DIRECTIONS FOR THIS TASK: Extract every line of the material that holds the string "Strategy".

━━━ EXCERPTED RECORDS ━━━

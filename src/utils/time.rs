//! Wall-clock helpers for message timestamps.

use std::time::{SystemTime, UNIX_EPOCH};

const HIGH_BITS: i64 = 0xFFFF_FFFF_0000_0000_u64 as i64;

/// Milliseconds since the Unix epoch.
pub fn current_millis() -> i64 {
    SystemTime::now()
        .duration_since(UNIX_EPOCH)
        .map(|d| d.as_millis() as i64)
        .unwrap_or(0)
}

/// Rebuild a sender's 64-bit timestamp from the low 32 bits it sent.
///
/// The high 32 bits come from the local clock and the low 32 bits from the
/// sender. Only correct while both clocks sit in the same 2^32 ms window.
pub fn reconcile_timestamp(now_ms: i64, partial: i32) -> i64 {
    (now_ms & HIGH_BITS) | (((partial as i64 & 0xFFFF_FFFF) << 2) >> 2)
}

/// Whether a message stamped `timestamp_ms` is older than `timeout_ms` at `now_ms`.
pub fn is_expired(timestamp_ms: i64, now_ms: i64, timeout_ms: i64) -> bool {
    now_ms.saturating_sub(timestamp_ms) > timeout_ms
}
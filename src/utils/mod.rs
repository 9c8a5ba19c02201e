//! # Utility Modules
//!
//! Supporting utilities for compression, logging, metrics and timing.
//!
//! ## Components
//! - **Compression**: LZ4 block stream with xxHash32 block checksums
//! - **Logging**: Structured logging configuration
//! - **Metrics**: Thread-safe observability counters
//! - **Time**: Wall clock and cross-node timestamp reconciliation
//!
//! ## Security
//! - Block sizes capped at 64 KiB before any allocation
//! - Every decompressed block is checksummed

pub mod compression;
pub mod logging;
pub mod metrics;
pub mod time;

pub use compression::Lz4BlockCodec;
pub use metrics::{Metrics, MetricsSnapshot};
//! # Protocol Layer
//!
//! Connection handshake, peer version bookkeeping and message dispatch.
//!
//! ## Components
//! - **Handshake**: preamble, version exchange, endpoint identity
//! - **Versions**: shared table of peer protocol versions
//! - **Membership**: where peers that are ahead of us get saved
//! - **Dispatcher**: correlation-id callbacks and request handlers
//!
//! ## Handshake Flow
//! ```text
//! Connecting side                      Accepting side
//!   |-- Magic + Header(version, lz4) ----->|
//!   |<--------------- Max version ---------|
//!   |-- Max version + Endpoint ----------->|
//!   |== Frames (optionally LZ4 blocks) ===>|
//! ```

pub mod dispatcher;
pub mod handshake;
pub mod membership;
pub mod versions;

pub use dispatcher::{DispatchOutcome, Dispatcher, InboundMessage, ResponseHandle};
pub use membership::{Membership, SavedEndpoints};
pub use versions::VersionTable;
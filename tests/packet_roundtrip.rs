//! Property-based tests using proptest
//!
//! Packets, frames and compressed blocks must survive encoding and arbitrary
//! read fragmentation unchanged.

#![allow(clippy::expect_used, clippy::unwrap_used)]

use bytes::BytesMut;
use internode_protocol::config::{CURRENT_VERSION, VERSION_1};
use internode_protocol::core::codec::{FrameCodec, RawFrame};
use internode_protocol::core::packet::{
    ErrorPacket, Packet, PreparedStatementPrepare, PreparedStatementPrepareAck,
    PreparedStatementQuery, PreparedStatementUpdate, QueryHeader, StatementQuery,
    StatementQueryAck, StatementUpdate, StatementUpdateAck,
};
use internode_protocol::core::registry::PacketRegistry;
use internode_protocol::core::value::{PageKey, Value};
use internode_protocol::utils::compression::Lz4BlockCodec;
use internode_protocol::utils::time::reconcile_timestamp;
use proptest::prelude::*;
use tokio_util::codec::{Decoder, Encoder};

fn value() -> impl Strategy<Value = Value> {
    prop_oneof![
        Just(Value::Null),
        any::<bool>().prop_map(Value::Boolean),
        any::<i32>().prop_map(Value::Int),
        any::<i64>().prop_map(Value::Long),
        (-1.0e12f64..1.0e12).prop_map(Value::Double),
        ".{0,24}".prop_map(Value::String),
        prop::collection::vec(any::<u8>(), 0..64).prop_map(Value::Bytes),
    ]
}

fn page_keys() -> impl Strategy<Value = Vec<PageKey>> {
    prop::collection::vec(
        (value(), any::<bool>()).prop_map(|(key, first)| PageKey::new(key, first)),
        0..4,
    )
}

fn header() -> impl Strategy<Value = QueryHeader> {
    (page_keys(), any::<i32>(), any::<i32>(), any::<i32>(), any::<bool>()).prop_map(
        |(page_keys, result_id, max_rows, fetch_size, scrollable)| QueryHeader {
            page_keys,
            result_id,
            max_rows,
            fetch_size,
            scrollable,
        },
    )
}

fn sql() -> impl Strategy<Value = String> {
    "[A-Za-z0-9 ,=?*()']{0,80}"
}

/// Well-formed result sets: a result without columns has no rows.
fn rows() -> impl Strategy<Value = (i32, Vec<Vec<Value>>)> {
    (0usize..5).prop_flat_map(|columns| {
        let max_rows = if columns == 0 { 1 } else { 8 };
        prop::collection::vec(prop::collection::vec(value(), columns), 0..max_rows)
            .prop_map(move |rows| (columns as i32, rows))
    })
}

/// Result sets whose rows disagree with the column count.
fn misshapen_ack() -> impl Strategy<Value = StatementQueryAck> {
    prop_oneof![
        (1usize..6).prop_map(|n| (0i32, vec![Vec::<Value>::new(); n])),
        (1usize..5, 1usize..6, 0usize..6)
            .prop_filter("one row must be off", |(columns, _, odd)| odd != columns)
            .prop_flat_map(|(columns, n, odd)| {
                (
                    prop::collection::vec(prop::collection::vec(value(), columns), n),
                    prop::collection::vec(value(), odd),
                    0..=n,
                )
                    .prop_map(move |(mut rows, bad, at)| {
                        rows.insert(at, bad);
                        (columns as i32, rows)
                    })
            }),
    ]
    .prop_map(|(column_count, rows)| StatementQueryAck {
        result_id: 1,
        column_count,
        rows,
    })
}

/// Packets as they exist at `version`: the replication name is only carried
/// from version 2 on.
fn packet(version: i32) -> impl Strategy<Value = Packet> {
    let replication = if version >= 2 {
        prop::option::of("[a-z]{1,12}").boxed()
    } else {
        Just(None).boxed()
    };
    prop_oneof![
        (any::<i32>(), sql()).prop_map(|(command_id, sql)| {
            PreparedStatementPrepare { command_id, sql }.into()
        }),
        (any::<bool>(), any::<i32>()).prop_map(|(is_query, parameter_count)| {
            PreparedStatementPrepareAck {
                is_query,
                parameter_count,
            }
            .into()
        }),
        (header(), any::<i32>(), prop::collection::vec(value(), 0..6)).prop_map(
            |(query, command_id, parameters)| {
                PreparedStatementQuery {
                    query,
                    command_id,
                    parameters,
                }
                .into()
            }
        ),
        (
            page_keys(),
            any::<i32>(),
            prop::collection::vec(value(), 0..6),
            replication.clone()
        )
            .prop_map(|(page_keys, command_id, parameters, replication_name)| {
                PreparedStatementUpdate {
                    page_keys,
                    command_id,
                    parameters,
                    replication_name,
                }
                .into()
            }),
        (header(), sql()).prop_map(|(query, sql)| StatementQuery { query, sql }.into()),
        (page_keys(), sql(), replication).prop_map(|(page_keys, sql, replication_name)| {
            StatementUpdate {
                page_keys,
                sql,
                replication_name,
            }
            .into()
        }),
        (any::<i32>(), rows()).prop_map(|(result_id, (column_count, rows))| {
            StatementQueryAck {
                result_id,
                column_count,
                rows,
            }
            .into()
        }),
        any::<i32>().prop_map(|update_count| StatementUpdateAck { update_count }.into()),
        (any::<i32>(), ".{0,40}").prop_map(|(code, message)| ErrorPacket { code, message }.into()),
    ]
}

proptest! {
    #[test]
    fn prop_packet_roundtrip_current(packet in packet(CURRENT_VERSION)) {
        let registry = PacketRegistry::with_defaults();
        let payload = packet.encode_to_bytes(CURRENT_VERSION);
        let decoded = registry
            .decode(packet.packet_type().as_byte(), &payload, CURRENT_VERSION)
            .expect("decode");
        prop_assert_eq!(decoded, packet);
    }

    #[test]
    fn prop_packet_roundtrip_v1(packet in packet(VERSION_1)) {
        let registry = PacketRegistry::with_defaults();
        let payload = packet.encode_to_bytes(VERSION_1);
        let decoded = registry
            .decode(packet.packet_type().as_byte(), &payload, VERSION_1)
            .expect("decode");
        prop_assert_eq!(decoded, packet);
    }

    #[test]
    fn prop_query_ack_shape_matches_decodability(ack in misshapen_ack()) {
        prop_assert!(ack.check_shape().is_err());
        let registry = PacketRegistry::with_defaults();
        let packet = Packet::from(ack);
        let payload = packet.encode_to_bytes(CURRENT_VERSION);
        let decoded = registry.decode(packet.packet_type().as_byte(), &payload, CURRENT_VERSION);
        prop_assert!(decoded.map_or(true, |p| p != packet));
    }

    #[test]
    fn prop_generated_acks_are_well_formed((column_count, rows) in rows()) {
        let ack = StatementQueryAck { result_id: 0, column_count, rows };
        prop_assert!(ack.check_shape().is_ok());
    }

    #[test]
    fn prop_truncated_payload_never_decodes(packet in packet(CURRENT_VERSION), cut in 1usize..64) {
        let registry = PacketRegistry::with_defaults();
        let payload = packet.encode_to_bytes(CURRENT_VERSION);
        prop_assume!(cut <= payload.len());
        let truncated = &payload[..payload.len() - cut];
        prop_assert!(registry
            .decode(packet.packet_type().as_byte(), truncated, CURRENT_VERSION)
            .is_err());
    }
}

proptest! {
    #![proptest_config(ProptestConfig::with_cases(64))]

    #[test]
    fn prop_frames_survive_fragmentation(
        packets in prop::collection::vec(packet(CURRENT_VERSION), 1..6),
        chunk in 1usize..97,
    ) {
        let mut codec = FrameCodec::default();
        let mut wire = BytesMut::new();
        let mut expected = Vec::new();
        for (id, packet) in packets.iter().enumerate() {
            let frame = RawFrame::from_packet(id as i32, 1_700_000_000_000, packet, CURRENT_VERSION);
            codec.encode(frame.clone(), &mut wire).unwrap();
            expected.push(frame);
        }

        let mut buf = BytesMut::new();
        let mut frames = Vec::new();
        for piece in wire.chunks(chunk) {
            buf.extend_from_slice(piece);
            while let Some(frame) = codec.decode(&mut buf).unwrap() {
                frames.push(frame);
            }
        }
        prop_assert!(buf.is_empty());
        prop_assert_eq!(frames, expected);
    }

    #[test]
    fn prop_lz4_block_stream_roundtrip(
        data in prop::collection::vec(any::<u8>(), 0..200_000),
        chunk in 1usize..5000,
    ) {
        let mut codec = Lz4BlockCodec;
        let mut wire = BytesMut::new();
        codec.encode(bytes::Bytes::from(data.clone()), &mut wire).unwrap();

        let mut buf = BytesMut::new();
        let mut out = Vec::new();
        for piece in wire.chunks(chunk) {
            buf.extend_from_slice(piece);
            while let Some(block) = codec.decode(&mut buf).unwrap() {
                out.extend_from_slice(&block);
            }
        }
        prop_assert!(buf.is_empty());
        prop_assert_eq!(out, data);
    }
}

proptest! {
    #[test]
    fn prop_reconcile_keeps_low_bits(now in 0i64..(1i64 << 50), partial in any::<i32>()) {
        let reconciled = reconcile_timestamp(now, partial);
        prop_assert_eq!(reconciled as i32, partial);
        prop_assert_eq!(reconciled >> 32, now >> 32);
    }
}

━━━

ANSWER FOR THIS EXERCISE:
fn value() -> impl Strategy<Value = Value> {
fn page_keys() -> impl Strategy<Value = Vec<PageKey>> {
fn header() -> impl Strategy<Value = QueryHeader> {
fn sql() -> impl Strategy<Value = String> {
fn rows() -> impl Strategy<Value = (i32, Vec<Vec<Value>>)> {
fn misshapen_ack() -> impl Strategy<Value = StatementQueryAck> {
fn packet(version: i32) -> impl Strategy<Value = Packet> {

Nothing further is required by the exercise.